There are some concerns and she is taking her to the vet to get things checked out. One is, she's very very tiny. From a litter of 6, she's 7 1/2 weeks and only weighs 7 oz. She's weighed 7oz for over 2 weeks now. There was a point where she got to where she was wobbly when walking and didn't seem right so the gal took her to the vet and the vet thought it was shunt and put her on meds and said to keep her seperate from the other pups. Well with in a day of being seperated she perked back up to her old self. She took her for a second opinion. They said it could be that she was knocked over to much by the other pups which were a lot bigger. (Makes sense, I had that happen to one of my pups in the past) She was eating lots, running around playing with the lil girl all seems well except she is just not growing. She seems happy n and healthy but still sometimes gets a lil wobbly but not bad.

Any ideas? Anyone have a small pup that just was so tiny they took time to put on weight? One of my girls when I got her was a pound and she stayed that weight for almost two months. Didn't gain but she was having low iron issues and medicine fixed her up and now she's a healthy 5.5 pounds.

Thanks for any input! I hope this lil girl is just a mini girl and there's nothing wrong she's just growing at a slow rate. 

Bobbie


----------



## wild.irish.rose (Jul 7, 2011)

*mini chi*

my male-bailey-is 1yr old n only weighs 2.2lbs.as a very young pup-under 8wks-he was alittle smaller than his littermates(litter of 5)n stayed under a lb until he was 4-5mths old.he did grow eventually but slowly n not by much.i had him checked by my vet n hes fine.he plays n rough-houses w my 5lb females.as long as he checked out by your vet n seems to act normally i would just keep an eye on him n let him have fun.in his pic on the siggy hes actually wearing a teens stretch sock.i cut the foot part off n cut a hole for the neck where the toes should be n cut little slits for arms.i still have a hard time finding anything to fit him-lol


----------



## BobbieBoo (Feb 7, 2012)

Oh he's too cute! He looks alot like my lil male I had that passed. I did the sock thing too when he was little! 
Thanks for the info, I'm hoping that's all it is with this little girl.
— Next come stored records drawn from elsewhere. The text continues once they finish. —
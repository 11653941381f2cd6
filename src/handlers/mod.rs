pub mod diagnostics;
pub mod health;
pub mod index;
pub mod new_doc;
pub mod updates;
pub mod write;

pub use diagnostics::*;
pub use health::*;
pub use index::*;
pub use new_doc::*;
pub use updates::*;
pub use write::*;
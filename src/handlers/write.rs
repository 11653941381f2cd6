use axum::{
    extract::{rejection::JsonRejection, Extension, State},
    http::{HeaderMap, StatusCode},
    Json,
};
use tracing::debug;

use crate::error::{JotError, JotResult};
use crate::models::WriteRequest;
use crate::routes::token_middleware::{requested_session, DocToken};
use crate::state::AppState;

/// `POST /write`: replace the jot's content.
///
/// Fan-out is not done here; the change observer picks the write up from the
/// change queue (or from the directory watch) and delivers it.
pub async fn write_jot(
    State(state): State<AppState>,
    Extension(DocToken(token)): Extension<DocToken>,
    headers: HeaderMap,
    body: Result<Json<WriteRequest>, JsonRejection>,
) -> JotResult<StatusCode> {
    let Json(request) = body.map_err(|e| JotError::bad_request(format!("Invalid body: {}", e.body_text())))?;
    let session = requested_session(&headers, None);

    state.changes.record_write(&token, session.as_deref(), &request.content);
    state.store.write(&token, &request.content).await?;
    debug!("Jot {} written by session {:?}", token, session);

    state.changes.notify_written(&token, session).await;
    Ok(StatusCode::NO_CONTENT)
}
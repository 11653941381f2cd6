use std::sync::Arc;
use tokio_util::sync::CancellationToken;

use crate::config::Config;
use crate::live::SessionRegistry;
use crate::services::change_observer::{change_channel, ChangeNotifier, ChangeObserver};
use crate::services::doc_store::DocStore;

/// Shared state handed to every handler
#[derive(Clone)]
pub struct AppState {
    pub config: Arc<Config>,
    pub store: DocStore,
    pub registry: SessionRegistry,
    pub changes: ChangeNotifier,
    /// Cancelled once on server shutdown; every live stream watches it
    pub shutdown: CancellationToken,
}

impl AppState {
    /// Open the store and wire up the registry and change queue.
    ///
    /// The returned observer must be spawned for writes to reach anyone.
    pub async fn new(config: Config) -> std::io::Result<(Self, ChangeObserver)> {
        let store = DocStore::open(config.dir.clone()).await?;
        let registry = SessionRegistry::new(config.channel_capacity);
        let (changes, observer) = change_channel(store.clone(), registry.clone());

        let state = Self {
            config: Arc::new(config),
            store,
            registry,
            changes,
            shutdown: CancellationToken::new(),
        };
        Ok((state, observer))
    }
}
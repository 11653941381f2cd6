use askama::Template;
use axum::{
    extract::{Path, Query, State},
    http::{header, HeaderMap, StatusCode},
    response::{Html, IntoResponse, Redirect, Response},
};
use serde::Deserialize;
use tracing::{info, warn};

use crate::error::{JotError, JotResult};
use crate::routes::token_middleware::{cookie_token, TOKEN_COOKIE};
use crate::services::token_service;
use crate::state::AppState;

#[derive(Template)]
#[template(path = "index.html")]
struct IndexPage<'a> {
    content: &'a str,
}

#[derive(Deserialize)]
pub struct IndexQuery {
    token: Option<String>,
}

const COOKIE_MAX_AGE_DAYS: i64 = 365;

/// Persistent `token` cookie for `token`, kept for a year
pub fn token_cookie(token: &str) -> String {
    cookie::Cookie::build((TOKEN_COOKIE, token.to_string()))
        .path("/")
        .http_only(true)
        .same_site(cookie::SameSite::Lax)
        .max_age(cookie::time::Duration::days(COOKIE_MAX_AGE_DAYS))
        .build()
        .to_string()
}

/// Pick the token for a page load.
///
/// An explicit `?token=` must exist. A cookie is used when it still points at
/// a document. With neither, a token is minted only while the store is empty;
/// once any jot exists, visitors need a link.
async fn resolve_token(state: &AppState, query: Option<String>, headers: &HeaderMap) -> JotResult<String> {
    if let Some(token) = query.filter(|t| !t.is_empty()) {
        if !token_service::is_well_formed(&token) {
            return Err(JotError::invalid_token("invalid token format"));
        }
        if state.store.exists(&token).await? {
            return Ok(token);
        }
        return Err(JotError::invalid_token("invalid token"));
    }

    if let Some(token) = cookie_token(headers) {
        if token_service::is_well_formed(&token) && state.store.exists(&token).await? {
            return Ok(token);
        }
        warn!("Ignoring stale token cookie");
    }

    if state.store.has_any_document().await? {
        return Err(JotError::invalid_token("token required"));
    }

    let token = token_service::generate_token();
    info!("No jots yet, minted first token");
    Ok(token)
}

/// `GET /`: render the jot for the resolved token
pub async fn index(
    State(state): State<AppState>,
    Query(query): Query<IndexQuery>,
    headers: HeaderMap,
) -> JotResult<Response> {
    let token = resolve_token(&state, query.token, &headers).await?;

    if !state.store.exists(&token).await? {
        state.store.create_default(&token, &state.config.base_url()).await?;
        info!("Created jot for new token");
    }

    let content = state.store.read(&token).await?;
    let page = IndexPage { content: &content }.render()?;

    Ok(([(header::SET_COOKIE, token_cookie(&token))], Html(page)).into_response())
}

/// `GET /:token`: clean share links redirect to the page for that token
pub async fn share_link(State(state): State<AppState>, Path(token): Path<String>) -> JotResult<Response> {
    if token_service::is_well_formed(&token) && state.store.exists(&token).await? {
        return Ok(Redirect::to(&format!("/?token={}", token)).into_response());
    }
    Ok(StatusCode::NOT_FOUND.into_response())
}

#[cfg(test)]
mod tests {
    use super::*;

    #[test]
    fn cookie_is_persistent_and_scoped() {
        let cookie = token_cookie("abc");
        assert!(cookie.starts_with("token=abc"));
        assert!(cookie.contains("HttpOnly"));
        assert!(cookie.contains("SameSite=Lax"));
        assert!(cookie.contains("Path=/"));
        assert!(cookie.contains("Max-Age=31536000"));
    }

    #[test]
    fn page_escapes_content() {
        let page = IndexPage { content: "<script>alert(1)</script>" }.render().unwrap();
        assert!(!page.contains("<script>alert(1)</script>"));
        assert!(page.contains("&lt;script&gt;"));
    }
}
use axum::Json;
use utoipa::OpenApi;
use crate::models::*;

/// Health check endpoint
#[utoipa::path(
    get,
    path = "/health",
    responses(
        (status = 200, description = "Service is healthy", body = HealthResponse)
    )
)]
#[allow(dead_code)]
pub async fn health_check_doc() {}

/// Replace the content of the caller's jot
#[utoipa::path(
    post,
    path = "/write",
    request_body = WriteRequest,
    params(
        ("token" = Option<String>, Query, description = "Jot token; defaults to the token cookie"),
        ("X-Session-Id" = Option<String>, Header, description = "Session of the writing tab, excluded from the live update")
    ),
    responses(
        (status = 204, description = "Content stored"),
        (status = 400, description = "Missing or unknown token, or malformed body", body = ErrorResponse),
        (status = 500, description = "Storage failure", body = ErrorResponse)
    )
)]
#[allow(dead_code)]
pub async fn write_doc() {}

/// Live update stream (server-sent events)
#[utoipa::path(
    get,
    path = "/updates",
    params(
        ("token" = Option<String>, Query, description = "Jot token; defaults to the token cookie"),
        ("session" = Option<String>, Query, description = "Session id to reuse")
    ),
    responses(
        (status = 200, description = "text/event-stream of connected, content and heartbeat frames"),
        (status = 400, description = "Missing or unknown token", body = ErrorResponse)
    )
)]
#[allow(dead_code)]
pub async fn updates_doc() {}

#[derive(OpenApi)]
#[openapi(
    paths(
        health_check_doc,
        write_doc,
        updates_doc,
    ),
    components(
        schemas(HealthResponse, WriteRequest, ErrorResponse, DiagnosticsResponse)
    ),
    tags(
        (name = "jotter", description = "Shared jot endpoints")
    )
)]
pub struct ApiDoc;

/// `GET /api-docs/openapi.json`
pub async fn openapi_json() -> Json<utoipa::openapi::OpenApi> {
    Json(ApiDoc::openapi())
}
use axum::{
    http::StatusCode,
    response::{IntoResponse, Response},
    Json,
};
use thiserror::Error;
use tracing::error;

use crate::models::ErrorResponse;

/// Errors surfaced by the jot service
#[derive(Debug, Error)]
pub enum JotError {
    /// Malformed token, or no document exists for it
    #[error("{0}")]
    InvalidToken(String),

    /// Request could not be understood
    #[error("{0}")]
    BadRequest(String),

    /// Storage failure
    #[error("storage error: {0}")]
    Io(#[from] std::io::Error),

    /// A live stream could not deliver a frame to its connection
    #[error("connection error: {0}")]
    Connection(String),

    /// The directory watcher failed
    #[error("watch error: {0}")]
    Watch(#[from] notify::Error),

    #[error("template error: {0}")]
    Template(#[from] askama::Error),
}

impl JotError {
    pub fn invalid_token(message: impl Into<String>) -> Self {
        Self::InvalidToken(message.into())
    }

    pub fn bad_request(message: impl Into<String>) -> Self {
        Self::BadRequest(message.into())
    }

    pub fn status_code(&self) -> StatusCode {
        match self {
            JotError::InvalidToken(_) | JotError::BadRequest(_) => StatusCode::BAD_REQUEST,
            JotError::Io(_)
            | JotError::Connection(_)
            | JotError::Watch(_)
            | JotError::Template(_) => StatusCode::INTERNAL_SERVER_ERROR,
        }
    }
}

impl IntoResponse for JotError {
    fn into_response(self) -> Response {
        let status = self.status_code();
        if status.is_server_error() {
            error!("Request failed: {}", self);
        }
        // Storage details stay in the log
        let message = match &self {
            JotError::Io(_) => "Failed to access jot storage".to_string(),
            JotError::Template(_) => "Failed to render page".to_string(),
            other => other.to_string(),
        };
        (
            status,
            Json(ErrorResponse {
                code: status.as_u16(),
                status: status.to_string(),
                error: message,
            }),
        )
            .into_response()
    }
}

pub type JotResult<T> = Result<T, JotError>;
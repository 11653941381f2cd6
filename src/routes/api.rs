use axum::{
    middleware,
    routing::{get, post},
    Router,
};
use tower_http::trace::TraceLayer;

use crate::docs::openapi_json;
use crate::handlers::{
    diagnostics, health_check, index, new_jot, ready_check, share_link, updates, write_jot,
};
use crate::routes::token_middleware::require_token;
use crate::state::AppState;

/// Create all routes
pub fn create_routes(state: AppState) -> Router {
    // Everything here needs a token that resolves to an existing jot
    let token_routes = Router::new()
        .route("/write", post(write_jot))
        .route("/updates", get(updates))
        .route_layer(middleware::from_fn_with_state(state.clone(), require_token));

    Router::new()
        .route("/", get(index))
        .route("/new", get(new_jot))
        .route("/health", get(health_check))
        .route("/ready", get(ready_check))
        .route("/diagnostics", get(diagnostics))
        .route("/api-docs/openapi.json", get(openapi_json))
        .route("/:token", get(share_link))
        .merge(token_routes)
        .layer(TraceLayer::new_for_http())
        .with_state(state)
}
I talked to the breeder after she took her to the specialist. He said she looks healthy and her lil wobble walk is fine nothing wrong with it. He said it could be 1.The wormer she is using may not be working so she is taking her to the vet to get a different one this weekend. 2.It still could be a shunt bc they can be ok one week bad the next then ok, but she was only bad one day then fine I believe. Or 3. Something with the brain but he said with all the info he gave her it's not likely anything with the brain bc she'd be blind more than likely and would be running into things and stumbling which she doesn't do at all. So we wait and see! Fingers cross n prayers said that she will be fine and I can get her in a few weeks


----------



## Brodysmom (Jan 8, 2009)

I would have a BAT (bile acid test) done to check for a liver shunt. Then you would know for sure. If everything checks out, she may just be genetically very small and be healthy (other than monitoring her for hypoglycemia). But at least you could rule out a liver problem and I would want to do that before bringing her home and getting attached.


----------



## OzChi (Oct 26, 2011)

My puppy was the biggest of 6 by a long way. I took her at 8 weeks and 3 of the others stayed until 12 weeks because they were tiny. Once she was gone they all put on weight. She hasn't turned out to be a big Chi at all, she was just fat because she was bossy and pushed out the others. Once the liver shunt is ruled out you may find that your pup grows up to be an average sized Chi once she doesn't have to compete for resources with 5 other pups.


----------



## lulu'smom (Jan 4, 2012)

Just curious--and I really know nothing I'm just putting myself in your position and thinking about this--what is the breeder feeding her?


----------



## LostLakeLua (Sep 6, 2009)

Ditto Tracy. Definitely get at least the Bile Acid Test done. The only other thing that this makes me think of is hydrocephalus, but that is a little more obvious in photos. But the symptoms sound similar to Eleanor's puppy Mikey; who past away shortly after 9 weeks old. He was always smaller than the rest, clearly stunted growth, and would have weird spells where he'd be weak; but then suddenly seem fine. We rushed him to the emergency vet twice; but knew in the back of our mind it there wasn't much we could do. He passed away peacefully in his sleep. I certainly hope that's not the case; just thought I'd mention it since it happened to me.


----------



## michele (Jan 12, 2009)

Have a look at "Ataxia "on google ,could be a mild case of it ?


----------



## bayoumah (Nov 30, 2010)

hi im sure rooting for your little chih to just be all healthy and be a tiny keep us posted do you have any pics of her thanks


----------



## theshanman97 (Feb 19, 2012)

tillie was wobbely when we get her at 6 weeks in till she was around 4 months! (i think her head is a bit too heavy for her legs some times  ) the puppy should be ok she will just need time to catch up , PLEASE get her as if you dont someone else may not as tillie was the last left in the litter and was apparently shunned by 10 people coming to look at the puppies and she said she would have had to try and keep her (she already has 3 dogs and was keeping one of the pups) so tillie was very lucky!  xx


----------



## LeStatKelly (Aug 25, 2011)

Although my LeStat is a crossbreed he was very tiny at 7-8 weeks, around 350grms, he was also a little wobbly but seemed healthy.
Shortly after that the vet wormed ad defleaed him and he had a bad reaction to that.
I don't now if this affected him but he was very tiny for almost 18 months.
He was a pound at a year and at 18 months he was around 2lb or so.
He was a picky eater though!
I'm pleased to say that over the last 2 months he's started eating almost everything put in front of him and is almost 3lbs in weight.........we're amazed at the difference in him although he's a still a nervy little character!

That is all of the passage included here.